• _Exercise directions_
Within the lines below, find those that hold the string "Result" and copy each one.
↓
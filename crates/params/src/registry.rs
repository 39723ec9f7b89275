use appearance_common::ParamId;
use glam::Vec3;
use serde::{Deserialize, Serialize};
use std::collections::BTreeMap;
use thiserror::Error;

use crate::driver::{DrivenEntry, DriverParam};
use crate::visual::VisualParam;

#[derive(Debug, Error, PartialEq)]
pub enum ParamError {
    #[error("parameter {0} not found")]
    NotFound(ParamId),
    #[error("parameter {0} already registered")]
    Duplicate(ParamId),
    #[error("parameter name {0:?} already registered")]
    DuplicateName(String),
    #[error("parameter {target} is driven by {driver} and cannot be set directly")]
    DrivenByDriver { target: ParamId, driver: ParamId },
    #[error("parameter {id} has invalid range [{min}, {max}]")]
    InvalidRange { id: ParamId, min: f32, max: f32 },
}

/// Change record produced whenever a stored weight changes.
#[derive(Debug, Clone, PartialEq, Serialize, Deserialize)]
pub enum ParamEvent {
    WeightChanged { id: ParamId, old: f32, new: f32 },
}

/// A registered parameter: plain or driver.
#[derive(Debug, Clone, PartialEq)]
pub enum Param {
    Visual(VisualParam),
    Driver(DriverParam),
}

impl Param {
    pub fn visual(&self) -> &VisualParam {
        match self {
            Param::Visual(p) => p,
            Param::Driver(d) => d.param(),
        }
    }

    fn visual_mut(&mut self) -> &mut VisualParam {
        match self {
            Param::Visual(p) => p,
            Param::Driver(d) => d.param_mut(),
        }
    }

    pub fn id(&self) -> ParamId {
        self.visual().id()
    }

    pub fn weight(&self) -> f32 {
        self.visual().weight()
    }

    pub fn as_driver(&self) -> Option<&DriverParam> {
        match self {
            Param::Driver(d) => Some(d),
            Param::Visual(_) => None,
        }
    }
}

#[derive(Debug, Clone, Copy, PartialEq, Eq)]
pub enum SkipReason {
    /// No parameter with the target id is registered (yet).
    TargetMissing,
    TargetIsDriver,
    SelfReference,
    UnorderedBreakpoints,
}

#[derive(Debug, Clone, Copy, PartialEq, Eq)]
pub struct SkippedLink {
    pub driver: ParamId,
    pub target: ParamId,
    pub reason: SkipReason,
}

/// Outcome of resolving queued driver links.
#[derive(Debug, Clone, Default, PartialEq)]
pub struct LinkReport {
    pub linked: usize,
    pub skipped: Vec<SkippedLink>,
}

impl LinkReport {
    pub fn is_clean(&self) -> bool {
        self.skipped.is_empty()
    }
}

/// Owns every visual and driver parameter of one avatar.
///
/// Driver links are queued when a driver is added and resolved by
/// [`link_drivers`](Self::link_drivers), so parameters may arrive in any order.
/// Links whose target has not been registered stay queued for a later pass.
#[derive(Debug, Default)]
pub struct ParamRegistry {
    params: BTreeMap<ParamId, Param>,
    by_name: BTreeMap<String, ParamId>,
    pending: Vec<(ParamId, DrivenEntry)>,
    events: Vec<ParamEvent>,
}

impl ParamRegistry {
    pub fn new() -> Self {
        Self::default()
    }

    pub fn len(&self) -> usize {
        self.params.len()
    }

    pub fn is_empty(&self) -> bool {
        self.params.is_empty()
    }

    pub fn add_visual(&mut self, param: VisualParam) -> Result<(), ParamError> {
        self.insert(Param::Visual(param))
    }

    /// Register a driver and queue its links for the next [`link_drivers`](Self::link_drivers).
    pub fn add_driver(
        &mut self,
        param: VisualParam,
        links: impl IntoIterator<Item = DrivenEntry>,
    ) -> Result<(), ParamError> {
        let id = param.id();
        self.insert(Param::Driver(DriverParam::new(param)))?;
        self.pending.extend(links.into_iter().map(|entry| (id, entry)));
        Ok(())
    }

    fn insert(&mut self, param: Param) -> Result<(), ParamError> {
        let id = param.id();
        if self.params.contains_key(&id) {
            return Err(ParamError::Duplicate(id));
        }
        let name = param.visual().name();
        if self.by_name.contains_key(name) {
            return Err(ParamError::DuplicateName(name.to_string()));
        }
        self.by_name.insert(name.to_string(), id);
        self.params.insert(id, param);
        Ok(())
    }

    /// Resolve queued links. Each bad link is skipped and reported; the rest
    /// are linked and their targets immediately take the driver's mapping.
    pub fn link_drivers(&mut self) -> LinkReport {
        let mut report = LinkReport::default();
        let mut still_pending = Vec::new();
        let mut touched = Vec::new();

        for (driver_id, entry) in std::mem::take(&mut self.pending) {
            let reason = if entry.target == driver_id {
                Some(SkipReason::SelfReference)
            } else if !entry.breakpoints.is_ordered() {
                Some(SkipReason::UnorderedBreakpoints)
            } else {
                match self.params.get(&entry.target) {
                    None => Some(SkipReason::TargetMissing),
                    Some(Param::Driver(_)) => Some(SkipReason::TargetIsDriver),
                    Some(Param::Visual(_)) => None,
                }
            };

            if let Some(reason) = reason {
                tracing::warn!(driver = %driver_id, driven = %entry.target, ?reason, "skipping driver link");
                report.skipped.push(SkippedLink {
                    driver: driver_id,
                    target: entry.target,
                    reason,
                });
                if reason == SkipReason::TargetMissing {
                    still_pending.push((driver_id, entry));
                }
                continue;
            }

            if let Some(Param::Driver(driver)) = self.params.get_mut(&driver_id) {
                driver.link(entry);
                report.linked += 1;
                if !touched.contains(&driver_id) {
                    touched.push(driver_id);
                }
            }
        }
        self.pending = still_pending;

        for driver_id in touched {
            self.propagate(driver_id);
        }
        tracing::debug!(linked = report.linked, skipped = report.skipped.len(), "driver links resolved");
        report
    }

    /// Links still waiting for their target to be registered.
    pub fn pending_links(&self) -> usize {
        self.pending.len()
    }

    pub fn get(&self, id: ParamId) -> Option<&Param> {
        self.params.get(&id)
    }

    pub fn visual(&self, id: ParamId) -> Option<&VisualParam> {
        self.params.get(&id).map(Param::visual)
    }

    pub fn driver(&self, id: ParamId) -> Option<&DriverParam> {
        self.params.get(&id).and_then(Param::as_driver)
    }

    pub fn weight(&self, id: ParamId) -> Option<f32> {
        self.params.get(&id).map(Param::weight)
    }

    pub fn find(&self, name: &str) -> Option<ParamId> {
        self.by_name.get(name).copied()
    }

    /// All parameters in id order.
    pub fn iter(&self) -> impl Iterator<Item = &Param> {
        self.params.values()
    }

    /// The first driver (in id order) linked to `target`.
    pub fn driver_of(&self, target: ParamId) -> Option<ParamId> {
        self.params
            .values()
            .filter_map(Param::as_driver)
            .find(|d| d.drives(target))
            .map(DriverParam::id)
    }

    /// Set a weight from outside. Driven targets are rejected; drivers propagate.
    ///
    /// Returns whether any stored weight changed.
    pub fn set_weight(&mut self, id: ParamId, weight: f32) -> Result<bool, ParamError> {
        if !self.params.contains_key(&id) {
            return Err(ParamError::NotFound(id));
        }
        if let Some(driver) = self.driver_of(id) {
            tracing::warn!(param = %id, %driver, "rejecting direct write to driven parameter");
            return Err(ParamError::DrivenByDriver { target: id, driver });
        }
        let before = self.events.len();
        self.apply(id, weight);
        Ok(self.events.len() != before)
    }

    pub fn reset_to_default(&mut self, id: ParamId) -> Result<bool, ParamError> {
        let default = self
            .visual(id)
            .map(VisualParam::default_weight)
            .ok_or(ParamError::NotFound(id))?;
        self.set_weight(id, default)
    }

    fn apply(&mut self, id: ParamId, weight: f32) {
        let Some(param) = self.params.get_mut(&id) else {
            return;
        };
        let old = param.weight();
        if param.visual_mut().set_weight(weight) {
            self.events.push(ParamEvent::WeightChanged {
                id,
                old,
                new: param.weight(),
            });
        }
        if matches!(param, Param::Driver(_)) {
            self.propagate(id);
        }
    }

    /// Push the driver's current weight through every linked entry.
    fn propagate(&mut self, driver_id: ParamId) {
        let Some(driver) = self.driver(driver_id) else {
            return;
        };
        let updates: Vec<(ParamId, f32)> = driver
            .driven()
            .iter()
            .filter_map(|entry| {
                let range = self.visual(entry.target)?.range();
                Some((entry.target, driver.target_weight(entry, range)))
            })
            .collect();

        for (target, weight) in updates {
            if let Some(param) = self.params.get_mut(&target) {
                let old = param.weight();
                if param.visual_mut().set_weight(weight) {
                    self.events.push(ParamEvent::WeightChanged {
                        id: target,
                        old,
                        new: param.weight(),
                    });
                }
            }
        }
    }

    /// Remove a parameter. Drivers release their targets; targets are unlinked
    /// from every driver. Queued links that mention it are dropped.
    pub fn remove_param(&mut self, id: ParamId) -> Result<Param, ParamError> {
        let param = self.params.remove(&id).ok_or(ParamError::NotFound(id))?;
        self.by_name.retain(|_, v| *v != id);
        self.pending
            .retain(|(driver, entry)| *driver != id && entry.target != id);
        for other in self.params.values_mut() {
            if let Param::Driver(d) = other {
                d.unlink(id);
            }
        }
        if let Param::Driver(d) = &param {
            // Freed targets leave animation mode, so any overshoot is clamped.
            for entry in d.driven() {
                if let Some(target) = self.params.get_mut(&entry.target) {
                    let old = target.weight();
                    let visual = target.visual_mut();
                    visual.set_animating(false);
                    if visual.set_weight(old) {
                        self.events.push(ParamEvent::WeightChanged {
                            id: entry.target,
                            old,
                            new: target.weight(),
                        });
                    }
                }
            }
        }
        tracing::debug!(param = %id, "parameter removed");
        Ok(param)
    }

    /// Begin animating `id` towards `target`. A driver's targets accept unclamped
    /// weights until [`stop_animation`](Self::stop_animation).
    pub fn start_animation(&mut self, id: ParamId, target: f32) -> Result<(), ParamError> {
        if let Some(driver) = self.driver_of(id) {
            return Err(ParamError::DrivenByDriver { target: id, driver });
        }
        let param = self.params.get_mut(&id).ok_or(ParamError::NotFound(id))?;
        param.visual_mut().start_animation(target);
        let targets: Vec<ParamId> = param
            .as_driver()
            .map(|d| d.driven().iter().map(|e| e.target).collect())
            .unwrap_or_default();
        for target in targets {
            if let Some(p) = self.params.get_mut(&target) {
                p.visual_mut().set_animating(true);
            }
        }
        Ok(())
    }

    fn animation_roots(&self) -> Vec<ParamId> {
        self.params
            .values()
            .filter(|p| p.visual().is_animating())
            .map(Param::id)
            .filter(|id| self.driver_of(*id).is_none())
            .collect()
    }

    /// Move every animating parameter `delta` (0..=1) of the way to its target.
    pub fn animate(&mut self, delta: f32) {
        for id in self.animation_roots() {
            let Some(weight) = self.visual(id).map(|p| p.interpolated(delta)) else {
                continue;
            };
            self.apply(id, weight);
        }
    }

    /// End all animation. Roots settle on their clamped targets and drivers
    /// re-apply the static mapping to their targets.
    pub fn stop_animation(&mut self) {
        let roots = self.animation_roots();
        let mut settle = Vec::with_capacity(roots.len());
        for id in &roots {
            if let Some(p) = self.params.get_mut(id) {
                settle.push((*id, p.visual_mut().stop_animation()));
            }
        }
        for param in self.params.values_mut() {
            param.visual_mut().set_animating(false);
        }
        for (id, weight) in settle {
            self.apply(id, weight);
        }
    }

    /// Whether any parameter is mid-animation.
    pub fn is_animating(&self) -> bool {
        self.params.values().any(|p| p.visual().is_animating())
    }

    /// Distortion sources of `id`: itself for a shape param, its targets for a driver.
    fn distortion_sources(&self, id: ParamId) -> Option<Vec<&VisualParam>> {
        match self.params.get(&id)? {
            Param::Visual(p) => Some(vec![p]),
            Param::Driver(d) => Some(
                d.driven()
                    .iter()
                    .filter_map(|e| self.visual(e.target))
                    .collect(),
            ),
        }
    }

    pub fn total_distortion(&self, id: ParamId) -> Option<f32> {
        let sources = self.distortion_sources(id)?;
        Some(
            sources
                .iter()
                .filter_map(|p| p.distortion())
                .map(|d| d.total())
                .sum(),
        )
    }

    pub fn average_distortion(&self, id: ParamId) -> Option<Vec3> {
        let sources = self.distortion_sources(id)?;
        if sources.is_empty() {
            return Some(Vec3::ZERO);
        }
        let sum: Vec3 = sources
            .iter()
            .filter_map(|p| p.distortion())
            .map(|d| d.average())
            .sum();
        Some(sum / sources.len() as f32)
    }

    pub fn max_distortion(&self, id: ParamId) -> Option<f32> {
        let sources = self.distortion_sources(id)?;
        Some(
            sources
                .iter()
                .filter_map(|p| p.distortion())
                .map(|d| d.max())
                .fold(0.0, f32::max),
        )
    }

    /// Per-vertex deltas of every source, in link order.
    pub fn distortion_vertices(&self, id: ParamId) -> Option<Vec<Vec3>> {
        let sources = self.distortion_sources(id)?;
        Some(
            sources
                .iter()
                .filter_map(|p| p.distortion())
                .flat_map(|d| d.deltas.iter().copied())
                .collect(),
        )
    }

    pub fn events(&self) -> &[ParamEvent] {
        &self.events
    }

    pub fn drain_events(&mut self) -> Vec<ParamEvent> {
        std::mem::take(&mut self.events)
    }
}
↑
• _Solved exercise_
    pub fn add_visual(&mut self, param: VisualParam) -> Result<(), ParamError> {
    ) -> Result<(), ParamError> {
    fn insert(&mut self, param: Param) -> Result<(), ParamError> {
    pub fn set_weight(&mut self, id: ParamId, weight: f32) -> Result<bool, ParamError> {
    pub fn reset_to_default(&mut self, id: ParamId) -> Result<bool, ParamError> {
    pub fn remove_param(&mut self, id: ParamId) -> Result<Param, ParamError> {
    pub fn start_animation(&mut self, id: ParamId, target: f32) -> Result<(), ParamError> {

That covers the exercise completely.